CMBS issuance of $68.9 billion is the highest three-quarter total since 2015, per CMA. Market players say the heavy fourth-quarter pipeline could push the market over $100 billion in 2021 for the first time since $227.6 billion was issued in 2007.
Outlook: Bullish, but Wary
The favorable capital and interest-rate environment, combined with a generally bullish outlook for property demand, portends continued growth in transaction and lending deal flow. “With the Fed expected to tap the brakes in the coming months, expect loan origination volumes to gain even further steam in the interim,” Pendergast said.
However, Pendergast cautioned that investors should remain wary about the possibility of an exogenous event or economic slowdown. “The one development that has real potential to stymie today’s rebound is the increasing potential for stagflation like that seen in the 1970s, when economic growth slowed amidst strong inflationary pressures,” she said. “If COVID taught us anything, it’s that the Black Swan really does exist.”

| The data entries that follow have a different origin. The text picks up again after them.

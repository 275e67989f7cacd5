use crate::core::error::DbError;
use crate::core::types::DataType;
use super::expression::Node;
use super::lexer::{Lexer, Token};
use super::operator::{Operator, OperatorClass};
use super::value::Value;

/// 表达式中的操作数：列引用或已折叠的常量
enum Operand {
    Column(Value),
    Constant(Value),
}

impl Operand {
    fn into_node(self) -> Node {
        match self {
            Operand::Column(value) => Node::Column(value),
            Operand::Constant(value) => Node::Value(value),
        }
    }

    fn constant(&self, context: &str) -> Result<&DataType, DbError> {
        match self {
            Operand::Constant(value) => value
                .typed()
                .ok_or_else(|| DbError::InvalidExpression(format!("{} 需要常量", context))),
            Operand::Column(value) => Err(DbError::InvalidExpression(format!(
                "{} 不支持作用于列 {}",
                context, value
            ))),
        }
    }
}

/// WHERE 子句与 VALUES 列表的递归下降解析器
pub struct Parser {
    tokens: Vec<Token>,
    position: usize,
}

impl Parser {
    pub fn new() -> Self {
        Parser {
            tokens: Vec::new(),
            position: 0,
        }
    }

    /// 把 WHERE 子句解析为表达式树
    pub fn parse_where(&mut self, text: &str) -> Result<Node, DbError> {
        self.load(text)?;
        if self.tokens.is_empty() {
            return Err(DbError::SqlError("WHERE子句为空".to_string()));
        }
        let node = self.parse_or_condition()?;
        self.expect_end()?;
        Ok(node)
    }

    /// 解析以逗号分隔的常量列表，例如 INSERT 的一行值
    pub fn parse_values(&mut self, text: &str) -> Result<Vec<DataType>, DbError> {
        self.load(text)?;
        let mut values = Vec::new();
        if self.tokens.is_empty() {
            return Ok(values);
        }
        loop {
            let operand = self.parse_operand()?;
            values.push(operand.constant("VALUES")?.clone());
            match self.peek() {
                Some(Token::Comma) => {
                    self.next();
                }
                None => break,
                Some(token) => {
                    return Err(DbError::SqlError(format!("期望逗号, 实际 {:?}", token)));
                }
            }
        }
        Ok(values)
    }

    fn load(&mut self, text: &str) -> Result<(), DbError> {
        // 过滤掉所有注释Token
        self.tokens = Lexer::new()
            .tokenize(text)?
            .into_iter()
            .filter(|token| !matches!(token, Token::Comment(_)))
            .collect();
        self.position = 0;
        Ok(())
    }

    fn parse_or_condition(&mut self) -> Result<Node, DbError> {
        let mut left = self.parse_and_condition()?;
        while let Some(Token::Operator(Operator::Or)) = self.peek() {
            self.next(); // 消费 OR
            let right = self.parse_and_condition()?;
            left = Node::or(left, right);
        }
        Ok(left)
    }

    fn parse_and_condition(&mut self) -> Result<Node, DbError> {
        let mut left = self.parse_not_condition()?;
        while let Some(Token::Operator(Operator::And)) = self.peek() {
            self.next(); // 消费 AND
            let right = self.parse_not_condition()?;
            left = Node::and(left, right);
        }
        Ok(left)
    }

    fn parse_not_condition(&mut self) -> Result<Node, DbError> {
        if let Some(Token::Operator(Operator::Not)) = self.peek() {
            self.next(); // 消费 NOT
            return self.parse_not_condition()?.negated();
        }
        self.parse_condition()
    }

    fn parse_condition(&mut self) -> Result<Node, DbError> {
        // 括号可能包住一个条件，也可能只是包住操作数，先按条件尝试
        if let Some(Token::LParen) = self.peek() {
            let saved = self.position;
            self.next();
            if let Ok(condition) = self.parse_or_condition() {
                if let Some(Token::RParen) = self.peek() {
                    self.next();
                    if !self.at_operand_continuation() {
                        return Ok(condition);
                    }
                }
            }
            self.position = saved;
        }

        let left = self.parse_operand()?;
        let op = match self.next() {
            Some(Token::Operator(op)) if op.is_comparison() => op,
            Some(token) => return Err(DbError::SqlError(format!("期望比较操作符, 实际 {:?}", token))),
            None => return Err(DbError::SqlError("期望比较操作符, 但已到结尾".to_string())),
        };
        let right = self.parse_operand()?;

        Ok(Node::compare(op, left.into_node(), right.into_node()))
    }

    fn at_operand_continuation(&self) -> bool {
        matches!(
            self.peek(),
            Some(Token::Operator(op))
                if matches!(op.class(), OperatorClass::Comparison | OperatorClass::Arithmetic)
        )
    }

    // operand := term (('+' | '-') term)*
    fn parse_operand(&mut self) -> Result<Operand, DbError> {
        let mut left = self.parse_term()?;
        while let Some(Token::Operator(op @ (Operator::Add | Operator::Sub))) = self.peek().cloned() {
            self.next();
            let right = self.parse_term()?;
            left = fold(op, left, right)?;
        }
        Ok(left)
    }

    // term := factor (('*' | '/') factor)*
    fn parse_term(&mut self) -> Result<Operand, DbError> {
        let mut left = self.parse_factor()?;
        while let Some(Token::Operator(op @ (Operator::Mul | Operator::Div))) = self.peek().cloned() {
            self.next();
            let right = self.parse_factor()?;
            left = fold(op, left, right)?;
        }
        Ok(left)
    }

    fn parse_factor(&mut self) -> Result<Operand, DbError> {
        match self.next() {
            Some(Token::Number(raw)) => Ok(Operand::Constant(Value::parse(&raw)?)),
            Some(Token::String(s)) => Ok(Operand::Constant(Value::constant(DataType::Varchar(s)))),
            Some(Token::Null) => Ok(Operand::Constant(Value::constant(DataType::Null))),
            Some(Token::Identifier(name)) => Ok(Operand::Column(Value::parse(&name)?)),
            Some(Token::Operator(Operator::Sub)) => {
                let operand = self.parse_factor()?;
                let negated = match operand.constant("-")? {
                    DataType::Int(n) => n
                        .checked_neg()
                        .map(DataType::Int)
                        .ok_or_else(|| DbError::InvalidExpression("整数溢出".to_string()))?,
                    DataType::Float(f) => DataType::Float(-f),
                    DataType::Null => DataType::Null,
                    other => return Err(DbError::type_mismatch("-", other.type_name())),
                };
                Ok(Operand::Constant(Value::constant(negated)))
            }
            Some(Token::Operator(op)) if op.class() == OperatorClass::Function => {
                self.expect(Token::LParen)?;
                let argument = self.parse_operand()?;
                self.expect(Token::RParen)?;
                let result = op.apply_function(argument.constant(op.spelling())?)?;
                Ok(Operand::Constant(Value::constant(result)))
            }
            Some(Token::LParen) => {
                let operand = self.parse_operand()?;
                self.expect(Token::RParen)?;
                Ok(operand)
            }
            Some(token) => Err(DbError::SqlError(format!("期望表达式, 实际 {:?}", token))),
            None => Err(DbError::SqlError("期望表达式, 但已到结尾".to_string())),
        }
    }

    fn expect(&mut self, expected: Token) -> Result<(), DbError> {
        match self.next() {
            Some(token) if token == expected => Ok(()),
            Some(token) => Err(DbError::SqlError(format!("期望 {:?}, 实际 {:?}", expected, token))),
            None => Err(DbError::SqlError(format!("期望 {:?}, 但已到结尾", expected))),
        }
    }

    fn expect_end(&self) -> Result<(), DbError> {
        match self.peek() {
            None => Ok(()),
            Some(token) => Err(DbError::SqlError(format!("多余的内容: {:?}", token))),
        }
    }

    fn peek(&self) -> Option<&Token> {
        self.tokens.get(self.position)
    }

    fn next(&mut self) -> Option<Token> {
        let token = self.tokens.get(self.position).cloned();
        self.position += 1;
        token
    }
}

fn fold(op: Operator, left: Operand, right: Operand) -> Result<Operand, DbError> {
    let context = op.spelling();
    let result = op.apply_arithmetic(left.constant(context)?, right.constant(context)?)?;
    Ok(Operand::Constant(Value::constant(result)))
}

#[cfg(test)]
mod tests {
    use super::*;
    use crate::core::sql::expression::NodeKind;

    fn parse(text: &str) -> Node {
        Parser::new().parse_where(text).unwrap()
    }

    #[test]
    fn and_binds_tighter_than_or() {
        let node = parse("a = 1 OR b = 2 AND c = 3");
        match node {
            Node::Or(left, right) => {
                assert_eq!(left.kind(), NodeKind::Eq);
                assert_eq!(right.kind(), NodeKind::And);
            }
            other => panic!("unexpected tree {}", other),
        }
    }

    #[test]
    fn parentheses_group_conditions_and_operands() {
        let node = parse("(a = 1 OR b = 2) AND (1 + 2) * 2 < c");
        match &node {
            Node::And(left, right) => {
                assert_eq!(left.kind(), NodeKind::Or);
                assert_eq!(right.to_string(), "6 < c");
            }
            other => panic!("unexpected tree {}", other),
        }
        assert!(node.validate().is_ok());
    }

    #[test]
    fn folds_functions_and_negative_numbers() {
        assert_eq!(parse("name = UPPER('ann')").to_string(), "name = 'ANN'");
        assert_eq!(parse("age > -5").to_string(), "age > -5");
        assert_eq!(parse("LEN('abcd') = size").to_string(), "4 = size");
    }

    #[test]
    fn negating_the_smallest_integer_is_an_error() {
        let err = Parser::new()
            .parse_where("id > -(-9223372036854775807 - 1)")
            .unwrap_err();
        assert!(matches!(err, DbError::InvalidExpression(_)));
        assert_eq!(
            parse("id > -9223372036854775807 - 1").to_string(),
            "id > -9223372036854775808"
        );
    }

    #[test]
    fn not_is_pushed_into_comparisons() {
        assert_eq!(parse("NOT age > 5").to_string(), "age <= 5");
        assert_eq!(
            parse("NOT (a = 1 AND b < 2)").to_string(),
            "(a != 1 OR b >= 2)"
        );
    }

    #[test]
    fn arithmetic_over_columns_is_rejected() {
        let err = Parser::new().parse_where("age + 1 > 5").unwrap_err();
        assert!(matches!(err, DbError::InvalidExpression(_)));
    }

    #[test]
    fn rejects_trailing_tokens_and_missing_operator() {
        assert!(Parser::new().parse_where("a = 1 b").is_err());
        assert!(Parser::new().parse_where("a").is_err());
    }

    #[test]
    fn parses_value_lists() {
        let values = Parser::new().parse_values("1, 'Ann', NULL, -2.5, 3 * 4").unwrap();
        assert_eq!(
            values,
            vec![
                DataType::Int(1),
                DataType::Varchar("Ann".to_string()),
                DataType::Null,
                DataType::Float(-2.5),
                DataType::Int(12),
            ]
        );
        assert!(Parser::new().parse_values("1, name").is_err());
    }
}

A big question facing lenders is whether they remain disciplined in the face of “risk-on” market conditions. In past cycles, most recently the run-up to the global financial crisis, fierce competition has prompted lenders to loosen standards that ultimately led to a cycle of defaults. To date, commercial mortgage originators have maintained relatively moderate leverage levels. But discipline could erode as property prices continue to get bid up to new highs and pressure to deploy capital becomes more intense.